There are several challenges in fraud detection especially in the financial services industry. The first one is the huge amount of data that has to be processed. This is because the number of transactions that occur within a second is very high and it is therefore very difficult for analysts to keep an eye and identify any suspicious activities. Another challenge is the dynamic nature of fraud. The fraudsters keep on changing their strategies and coming up with new ways of conducting their activities in order to avoid detection, thus making it hard for the organizations to adapt. Another challenge is false positives, where normal transactions are raised as suspicious. This not only causes inconvenience to the customers but also wastes precious time and resources that could have been used to identify real fraud. Finally, the problem of lack of interpretability of the models in ML, makes it difficult to explain why a certain transaction was identified as suspicious, which is important from the regulatory perspective.

AI Solutions

These challenges are also being addressed by AI solutions. Some of the techniques involve supervised learning in which ML models are trained with historical transaction data to learn the difference between normal and fraudulent transactions. The unsupervised learning is also applied to identify the anomalies or patterns in the data that may point to fraud. The ML field, particularly the deep learning branch, is employed to recognize the sophisticated patterns and connections in the data. AI can also minimise false positives through providing a better insight into the context of the transactions. In addition, there is a growing field of explainable artificial intelligence that aims to enhance the transparency of ML models. Finally, the ML can keep on changing to match the ways of the fraudsters by learning from the new data.

Benefits

There are a lot of advantages of applying ML AI in fraud detection. First, it enables real time identification of the fraud which is vital in avoiding monetary setbacks. Second, it minimizes the cases of false positives therefore enhancing the customers’ satisfaction. Third, it is capable of identifying as well as identifying the various and constantly developing schemes of fraud which the conventional techniques are not able to identify. Fourth, it optimises the utilization of resources since the system is able to identify high risk transactions without the need for manual review. Lastly, it is capable of offering a deeper understanding of the nature and dynamics of frauds which may enable financial institutions to enhance their strategies for fraud prevention.

Return on Investment

It is possible to get a high ROI when deploying ML AI for fraud detection.

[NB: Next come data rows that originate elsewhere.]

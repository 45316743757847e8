pub mod auth;
pub mod common;
pub mod health;
pub mod performance;
pub mod purchase_orders;
pub mod vendors;

use crate::{
    db::DbPool,
    events::EventSender,
    services::{
        performance::PerformanceService, purchase_orders::PurchaseOrderService,
        vendors::VendorService,
    },
};
use std::sync::Arc;

// Re-export AppState so handler modules can import it as crate::handlers::AppState
pub use crate::AppState;

/// Services layer that encapsulates business logic used by HTTP handlers
#[derive(Clone)]
pub struct AppServices {
    pub vendors: Arc<VendorService>,
    pub purchase_orders: Arc<PurchaseOrderService>,
    pub performance: Arc<PerformanceService>,
}

impl AppServices {
    pub fn new(db_pool: Arc<DbPool>, event_sender: Arc<EventSender>) -> Self {
        Self {
            vendors: Arc::new(VendorService::new(db_pool.clone(), event_sender.clone())),
            purchase_orders: Arc::new(PurchaseOrderService::new(
                db_pool.clone(),
                event_sender.clone(),
            )),
            performance: Arc::new(PerformanceService::new(db_pool, event_sender)),
        }
    }
}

A study by McKinsey & Company revealed that AI can decrease the costs of fraud detection as much as 15%, and increase the efficiency of detection between 30-50%. This is also because the elimination of false positives can also lead to increased customer satisfaction and loyalty. In addition, real-time fraud detection can help in minimizing financial damages. In addition, the analysis of the data provided by AI can enable financial institutions to create more efficient strategies for fighting fraud, which will also decrease expenses in the future.